EXERCISE INSTRUCTIONS: Search the data below, and report every line in which "configuration" occurs.

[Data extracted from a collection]
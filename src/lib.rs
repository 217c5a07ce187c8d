pub mod authoring;
pub mod bank;
pub mod checker;
pub mod classify;
pub mod engine;
pub mod error;
pub mod judge;
pub mod llm;
pub mod messages;
pub mod store;
pub mod types;
use serde::{Deserialize, Serialize};
use std::time::Duration;

/// Identity scoping one game: the group id when the message comes from a
/// group, else the sender id. Exactly one session exists per key.
pub type SessionKey = String;

/// Derive the session key from a sender and an optional group.
pub fn session_key(sender_id: &str, group_id: Option<&str>) -> SessionKey {
    group_id.unwrap_or(sender_id).to_string()
}

/// One puzzle entry: a puzzling story plus its hidden solution.
/// Loaded once at startup and never mutated afterwards.
#[derive(Debug, Clone, Serialize, Deserialize, PartialEq)]
pub struct QuestionRecord {
    /// Canonical zero-padded id, e.g. "001"
    pub id: String,
    pub title: Option<String>,
    /// 1-5, rendered as difficulty stars
    pub difficulty: u8,
    pub tags: Vec<String>,
    pub story: String,
    pub solution: String,
}

impl QuestionRecord {
    /// Zero-pad an id to the canonical width used throughout the bank.
    pub fn canonical_id(raw: &str) -> String {
        format!("{:0>3}", raw.trim())
    }

    pub fn difficulty_stars(&self) -> String {
        "★".repeat(self.difficulty as usize)
    }
}

/// The closed answer vocabulary a clarifying question can receive.
/// The judge never returns free text, only one of these.
#[derive(Debug, Clone, Copy, Serialize, Deserialize, PartialEq, Eq)]
#[serde(rename_all = "kebab-case")]
pub enum JudgeLabel {
    Yes,
    No,
    Unrelated,
    AskAgain,
    VeryClose,
    PartiallyCorrect,
}

impl JudgeLabel {
    pub fn as_str(&self) -> &'static str {
        match self {
            JudgeLabel::Yes => "yes",
            JudgeLabel::No => "no",
            JudgeLabel::Unrelated => "unrelated",
            JudgeLabel::AskAgain => "ask again",
            JudgeLabel::VeryClose => "very close",
            JudgeLabel::PartiallyCorrect => "partially correct",
        }
    }
}

impl std::fmt::Display for JudgeLabel {
    fn fmt(&self, f: &mut std::fmt::Formatter<'_>) -> std::fmt::Result {
        f.write_str(self.as_str())
    }
}

#[derive(Debug, Clone, Copy, Serialize, Deserialize, PartialEq, Eq)]
#[serde(rename_all = "lowercase")]
pub enum ChatRole {
    System,
    User,
    Assistant,
}

/// One role-tagged turn of the per-session conversation context.
/// Only the reasoning-service adapter reads this.
#[derive(Debug, Clone, Serialize, Deserialize, PartialEq)]
pub struct ChatTurn {
    pub role: ChatRole,
    pub content: String,
}

impl ChatTurn {
    pub fn system(content: impl Into<String>) -> Self {
        Self {
            role: ChatRole::System,
            content: content.into(),
        }
    }

    pub fn user(content: impl Into<String>) -> Self {
        Self {
            role: ChatRole::User,
            content: content.into(),
        }
    }

    pub fn assistant(content: impl Into<String>) -> Self {
        Self {
            role: ChatRole::Assistant,
            content: content.into(),
        }
    }
}

/// Engine-level configuration with the documented defaults.
#[derive(Debug, Clone)]
pub struct GameConfig {
    /// Inactivity timeout per session
    pub session_timeout: Duration,
    /// Question budget per puzzle
    pub max_questions: u32,
    /// Path to the puzzle bank file
    pub bank_file: String,
}

impl Default for GameConfig {
    fn default() -> Self {
        Self {
            session_timeout: Duration::from_secs(1000),
            max_questions: 40,
            bank_file: "puzzles.txt".to_string(),
        }
    }
}

impl GameConfig {
    /// Load configuration from environment variables, falling back to defaults.
    pub fn from_env() -> Self {
        let defaults = Self::default();

        let session_timeout = std::env::var("SOUP_SESSION_TIMEOUT")
            .ok()
            .and_then(|s| s.parse().ok())
            .map(Duration::from_secs)
            .unwrap_or(defaults.session_timeout);

        let max_questions = std::env::var("SOUP_MAX_QUESTIONS")
            .ok()
            .and_then(|s| s.parse().ok())
            .unwrap_or(defaults.max_questions);

        let bank_file = std::env::var("SOUP_BANK_FILE")
            .ok()
            .and_then(|p| {
                let trimmed = p.trim();
                (!trimmed.is_empty()).then(|| trimmed.to_string())
            })
            .unwrap_or(defaults.bank_file);

        Self {
            session_timeout,
            max_questions,
            bank_file,
        }
    }
}

#[cfg(test)]
mod tests {
    use super::*;
    use serial_test::serial;

    #[test]
    fn test_canonical_id_pads_to_three() {
        assert_eq!(QuestionRecord::canonical_id("1"), "001");
        assert_eq!(QuestionRecord::canonical_id("42"), "042");
        assert_eq!(QuestionRecord::canonical_id("123"), "123");
        assert_eq!(QuestionRecord::canonical_id("1234"), "1234");
        assert_eq!(QuestionRecord::canonical_id(" 7 "), "007");
    }

    #[test]
    fn test_judge_label_serializes_kebab_case() {
        assert_eq!(
            serde_json::to_string(&JudgeLabel::AskAgain).unwrap(),
            "\"ask-again\""
        );
        assert_eq!(
            serde_json::to_string(&JudgeLabel::PartiallyCorrect).unwrap(),
            "\"partially-correct\""
        );
        let label: JudgeLabel = serde_json::from_str("\"very-close\"").unwrap();
        assert_eq!(label, JudgeLabel::VeryClose);
    }

    #[test]
    fn test_session_key_prefers_group() {
        assert_eq!(session_key("alice", Some("lobby")), "lobby");
        assert_eq!(session_key("alice", None), "alice");
    }

    #[test]
    #[serial]
    fn test_config_defaults() {
        std::env::remove_var("SOUP_SESSION_TIMEOUT");
        std::env::remove_var("SOUP_MAX_QUESTIONS");
        std::env::remove_var("SOUP_BANK_FILE");

        let config = GameConfig::from_env();
        assert_eq!(config.session_timeout, Duration::from_secs(1000));
        assert_eq!(config.max_questions, 40);
        assert_eq!(config.bank_file, "puzzles.txt");
    }

    #[test]
    #[serial]
    fn test_config_from_env() {
        std::env::set_var("SOUP_SESSION_TIMEOUT", "90");
        std::env::set_var("SOUP_MAX_QUESTIONS", "12");
        std::env::set_var("SOUP_BANK_FILE", "custom.txt");

        let config = GameConfig::from_env();
        assert_eq!(config.session_timeout, Duration::from_secs(90));
        assert_eq!(config.max_questions, 12);
        assert_eq!(config.bank_file, "custom.txt");

        std::env::remove_var("SOUP_SESSION_TIMEOUT");
        std::env::remove_var("SOUP_MAX_QUESTIONS");
        std::env::remove_var("SOUP_BANK_FILE");
    }
}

EXERCISE RESPONSE:
/// Engine-level configuration with the documented defaults.
    /// Load configuration from environment variables, falling back to defaults.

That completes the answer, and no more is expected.